Thanks to Scarlett Johansson, the American Studies Association (ASA), and Israeli Prime Minister Benjamin Netanyahu, the Boycott, Divestment and Sanctions (BDS) movement has entered our national discourse. Representatives of Palestinian civil society launched BDS in 2005, calling upon “international civil society organizations and people of conscience all over the world to impose broad boycotts and implement divestment initiatives against Israel similar to those applied to South African in the apartheid era . . . [including] embargoes and sanctions against Israel.” The call for BDS specified that “these non-violent punitive measures” should last until Israel fully complies with international law by (1) ending its occupation and colonization of all Arab lands and dismantling the barrier Wall; (2) recognizing the fundamental rights of the Arab-Palestinian citizens of Israel to full equality; and (3) respecting, protecting and promoting the rights of Palestinian refugees to return to their land as stipulated in UN resolution 194.

Johansson is a spokesperson for SodaStream, a seltzer-making company whose major factory is located in an Israeli settlement in the occupied West Bank. SodaStream generates the highest volume of settlement exports to Europe. Until recently, Johansson was also an ambassador for Oxfam, which, like many other international organizations, opposes all trade from the Israeli settlements in the West Bank because companies are operating there illegally. Shortly before Johansson’s commercial for SodaStream aired during the Super Bowl last month, Oxfam forced Johansson to choose between SodaStreama and Oxfam. She chose SodaStream, stepping down from her post with Oxfam.

Additionally, the ASA recently endorsed a boycott of Israeli academic institutions, which emerged “from the context of U.S. military and other support for Israel; Israel’s violation of international law and UN resolutions; the documented impact of the Israeli occupation on Palestinian scholars and students; the extent to which Israeli institutions of higher education are a party to state policies that violate human rights; and finally, the support of such a resolution by a majority of ASA members.” In its statement of support for the ASA boycott, faculty members at the American University in Cairo cited Israeli policies that “have rendered the Gaza Strip the world’s largest open-air penitentiary.” The ASA is the third major U.S. academic organization – together with the Asian American and Native American and Indigenous Studies Association – to endorse the academic boycott of Israel during the past year.

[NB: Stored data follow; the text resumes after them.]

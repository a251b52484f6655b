//! Registered client applications.

use std::collections::BTreeMap;
use std::fmt::{self, Display, Formatter};
use std::str::FromStr;

use chrono::{DateTime, Utc};
use serde::{Deserialize, Serialize};

use crate::error::RegistryError;
use crate::scope::ScopeSet;

#[derive(Debug, Clone, Copy, PartialEq, Eq, Serialize, Deserialize)]
#[serde(rename_all = "lowercase")]
pub enum ClientType {
    /// Can hold a secret; must authenticate with it.
    Confidential,
    /// Cannot hold a secret (native/browser apps); relies on PKCE.
    Public,
}

/// The single grant type an application is registered for.
#[derive(Debug, Clone, Copy, PartialEq, Eq, Hash, Serialize, Deserialize)]
#[serde(rename_all = "kebab-case")]
pub enum GrantType {
    AuthorizationCode,
    Implicit,
    Password,
    ClientCredentials,
    #[serde(rename = "openid-hybrid")]
    OpenIdHybrid,
}

impl GrantType {
    /// Grant types driven through the authorization endpoint need redirect URIs.
    pub fn uses_authorization_endpoint(&self) -> bool {
        matches!(
            self,
            GrantType::AuthorizationCode | GrantType::Implicit | GrantType::OpenIdHybrid
        )
    }

    /// Grant types whose token responses carry a refresh token.
    pub fn issues_refresh_tokens(&self) -> bool {
        matches!(
            self,
            GrantType::AuthorizationCode | GrantType::Password | GrantType::OpenIdHybrid
        )
    }

    pub fn as_str(&self) -> &'static str {
        match self {
            GrantType::AuthorizationCode => "authorization-code",
            GrantType::Implicit => "implicit",
            GrantType::Password => "password",
            GrantType::ClientCredentials => "client-credentials",
            GrantType::OpenIdHybrid => "openid-hybrid",
        }
    }
}

impl Display for GrantType {
    fn fmt(&self, f: &mut Formatter<'_>) -> fmt::Result {
        f.write_str(self.as_str())
    }
}

/// ID token signing algorithm, chosen per application.
#[derive(Debug, Clone, Copy, Default, PartialEq, Eq, Serialize, Deserialize)]
pub enum Algorithm {
    /// No signature. Only usable when unsigned ID tokens are enabled.
    #[default]
    #[serde(rename = "")]
    None,
    #[serde(rename = "HS256")]
    Hs256,
    #[serde(rename = "RS256")]
    Rs256,
}

impl Algorithm {
    pub fn as_str(&self) -> &'static str {
        match self {
            Algorithm::None => "none",
            Algorithm::Hs256 => "HS256",
            Algorithm::Rs256 => "RS256",
        }
    }
}

impl FromStr for Algorithm {
    type Err = RegistryError;

    fn from_str(s: &str) -> Result<Self, Self::Err> {
        match s {
            "" | "none" => Ok(Algorithm::None),
            "HS256" => Ok(Algorithm::Hs256),
            "RS256" => Ok(Algorithm::Rs256),
            other => Err(RegistryError::InvalidMetadata(format!(
                "unsupported algorithm: {}",
                other
            ))),
        }
    }
}

/// A registered OAuth client
#[derive(Debug, Clone, Serialize, Deserialize)]
pub struct Application {
    pub client_id: String,
    pub name: String,
    /// Argon2 PHC string; present iff the client is confidential
    pub secret_hash: Option<String>,
    pub client_type: ClientType,
    pub authorization_grant_type: GrantType,
    pub redirect_uris: Vec<String>,
    #[serde(default)]
    pub post_logout_redirect_uris: Vec<String>,
    #[serde(default)]
    pub algorithm: Algorithm,
    /// Resource owner that registered this application
    pub owner: String,
    /// Empty means every configured scope
    #[serde(default)]
    pub allowed_scopes: ScopeSet,
    /// Extra fields required by the configured application model
    #[serde(default)]
    pub metadata: BTreeMap<String, String>,
    pub created_at: DateTime<Utc>,
    pub updated_at: DateTime<Utc>,
}

impl Application {
    pub fn is_confidential(&self) -> bool {
        self.client_type == ClientType::Confidential
    }

    /// Exact string comparison; no prefix matching and no normalization.
    pub fn is_registered_redirect(&self, uri: &str) -> bool {
        self.redirect_uris.iter().any(|registered| registered == uri)
    }

    /// The redirect URI to use when a request omits one.
    pub fn default_redirect_uri(&self) -> Option<&str> {
        match self.redirect_uris.as_slice() {
            [only] => Some(only.as_str()),
            _ => None,
        }
    }

    /// The scopes this application may be granted.
    pub fn permitted_scopes(&self, configured: &BTreeMap<String, String>) -> ScopeSet {
        if self.allowed_scopes.is_empty() {
            configured.keys().cloned().collect()
        } else {
            self.allowed_scopes.clone()
        }
    }
}

/// Which application record shape a deployment uses.
///
/// Every variant shares the [`Application`] accessor contract; extended
/// models additionally require named entries in `metadata`.
#[derive(Debug, Clone, Default, PartialEq, Eq, Serialize, Deserialize)]
#[serde(tag = "kind", rename_all = "snake_case")]
pub enum ApplicationModel {
    #[default]
    Standard,
    Extended {
        required_metadata: Vec<String>,
    },
}

impl ApplicationModel {
    pub fn check(&self, application: &Application) -> Result<(), RegistryError> {
        match self {
            ApplicationModel::Standard => Ok(()),
            ApplicationModel::Extended { required_metadata } => {
                for field in required_metadata {
                    let present = application
                        .metadata
                        .get(field)
                        .is_some_and(|v| !v.trim().is_empty());
                    if !present {
                        return Err(RegistryError::InvalidMetadata(format!(
                            "missing required field: {}",
                            field
                        )));
                    }
                }
                Ok(())
            }
        }
    }
}

/// Registration input
#[derive(Debug, Clone, Serialize, Deserialize)]
pub struct NewApplication {
    /// Generated when absent
    #[serde(default)]
    pub client_id: Option<String>,
    pub name: String,
    /// Generated for confidential clients when absent
    #[serde(default)]
    pub client_secret: Option<String>,
    pub client_type: ClientType,
    pub authorization_grant_type: GrantType,
    #[serde(default)]
    pub redirect_uris: Vec<String>,
    #[serde(default)]
    pub post_logout_redirect_uris: Vec<String>,
    #[serde(default)]
    pub algorithm: Algorithm,
    #[serde(default)]
    pub allowed_scopes: ScopeSet,
    #[serde(default)]
    pub metadata: BTreeMap<String, String>,
}

/// Partial update; `None` leaves a field untouched.
#[derive(Debug, Clone, Default, Serialize, Deserialize)]
pub struct ApplicationPatch {
    #[serde(default)]
    pub client_id: Option<String>,
    #[serde(default)]
    pub name: Option<String>,
    #[serde(default)]
    pub client_secret: Option<String>,
    #[serde(default)]
    pub client_type: Option<ClientType>,
    #[serde(default)]
    pub authorization_grant_type: Option<GrantType>,
    #[serde(default)]
    pub redirect_uris: Option<Vec<String>>,
    #[serde(default)]
    pub post_logout_redirect_uris: Option<Vec<String>>,
    #[serde(default)]
    pub algorithm: Option<Algorithm>,
    #[serde(default)]
    pub allowed_scopes: Option<ScopeSet>,
    #[serde(default)]
    pub metadata: Option<BTreeMap<String, String>>,
}

#[cfg(test)]
mod tests {
    use super::*;

    fn app(redirect_uris: &[&str]) -> Application {
        Application {
            client_id: "client_id".into(),
            name: "Foo app".into(),
            secret_hash: None,
            client_type: ClientType::Public,
            authorization_grant_type: GrantType::AuthorizationCode,
            redirect_uris: redirect_uris.iter().map(|s| s.to_string()).collect(),
            post_logout_redirect_uris: vec![],
            algorithm: Algorithm::None,
            owner: "foo_user".into(),
            allowed_scopes: ScopeSet::new(),
            metadata: BTreeMap::new(),
            created_at: Utc::now(),
            updated_at: Utc::now(),
        }
    }

    #[test]
    fn test_redirect_match_is_exact() {
        let app = app(&["http://example.com"]);
        assert!(app.is_registered_redirect("http://example.com"));
        assert!(!app.is_registered_redirect("http://example.com/"));
        assert!(!app.is_registered_redirect("http://example.com/callback"));
    }

    #[test]
    fn test_default_redirect_only_when_unambiguous() {
        assert_eq!(app(&["http://a.com"]).default_redirect_uri(), Some("http://a.com"));
        assert_eq!(app(&["http://a.com", "http://b.com"]).default_redirect_uri(), None);
    }

    #[test]
    fn test_wire_names() {
        assert_eq!(
            serde_json::to_string(&GrantType::OpenIdHybrid).unwrap(),
            r#""openid-hybrid""#
        );
        assert_eq!(
            serde_json::to_string(&GrantType::AuthorizationCode).unwrap(),
            r#""authorization-code""#
        );
        assert_eq!(serde_json::to_string(&Algorithm::None).unwrap(), r#""""#);
        assert_eq!("RS256".parse::<Algorithm>().unwrap(), Algorithm::Rs256);
        assert!("ES256".parse::<Algorithm>().is_err());
    }

    #[test]
    fn test_extended_model_requires_metadata() {
        let model = ApplicationModel::Extended {
            required_metadata: vec!["custom_field".into()],
        };
        let mut app = app(&["http://example.com"]);
        assert!(model.check(&app).is_err());
        app.metadata.insert("custom_field".into(), "value".into());
        assert!(model.check(&app).is_ok());
        assert!(ApplicationModel::Standard.check(&app).is_ok());
    }
}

And, earlier this month, when he delivered the keynote address to the annual meeting of the powerful Israel lobby in the United States, American Israel Public Affairs Committee (AIPAC), Netanyahu spent almost as much time attacking BDS as he did explaining why he thinks Iran is a strategic threat to Israel. Clearly disturbed by the proliferation of BDS worldwide, Netanyahu claimed, “Those who wear the BDS label should be treated exactly as we treat any anti-Semite or bigot.”

Is BDS anti-Semitic?

But, in the words of Rafeef Ziadah, a spokesperson for the Palestinian Boycott, Divestment and Sanctions National Committee, “The BDS movement is opposed, as a matter of principle, to all forms of discrimination, including anti-Semitism and Islamophobia.” In January, Palestinian human rights activist Omar Barghouti wrote in the New York Times, “Arguing that boycotting Israel is intrinsically anti-Semitic is not only false, but it also presumes that Israel and ‘the Jews’ are one and the same. This is as absurd and bigoted as claiming that a boycott of a self-defined Islamic state like Saudi Arabia, say, because of its horrific human rights record, would of necessity be Islamophobic.” Barghouti also noted, “BDS doesn’t pose an existential threat to Israel; it poses a serious challenge to Israel’s system of oppression of the Palestinian people, which is the root cause of its growing worldwide isolation.”

Nobel Peace Prize winner South African Archbishop Desmond Tutu concurs. “My voice will always be raised in support of Christian-Jewish ties and against the anti-Semitism that all sensible people fear and detest,” Tutu wrote in the Tampa Bay Times. “But this cannot be an excuse for doing nothing and for standing aside as successive Israeli governments colonize the West Bank and advance racist laws,” he added, noting “Israel’s theft of Palestinian land” and “Jewish-only colonies built on Palestinian land in violation of international law.”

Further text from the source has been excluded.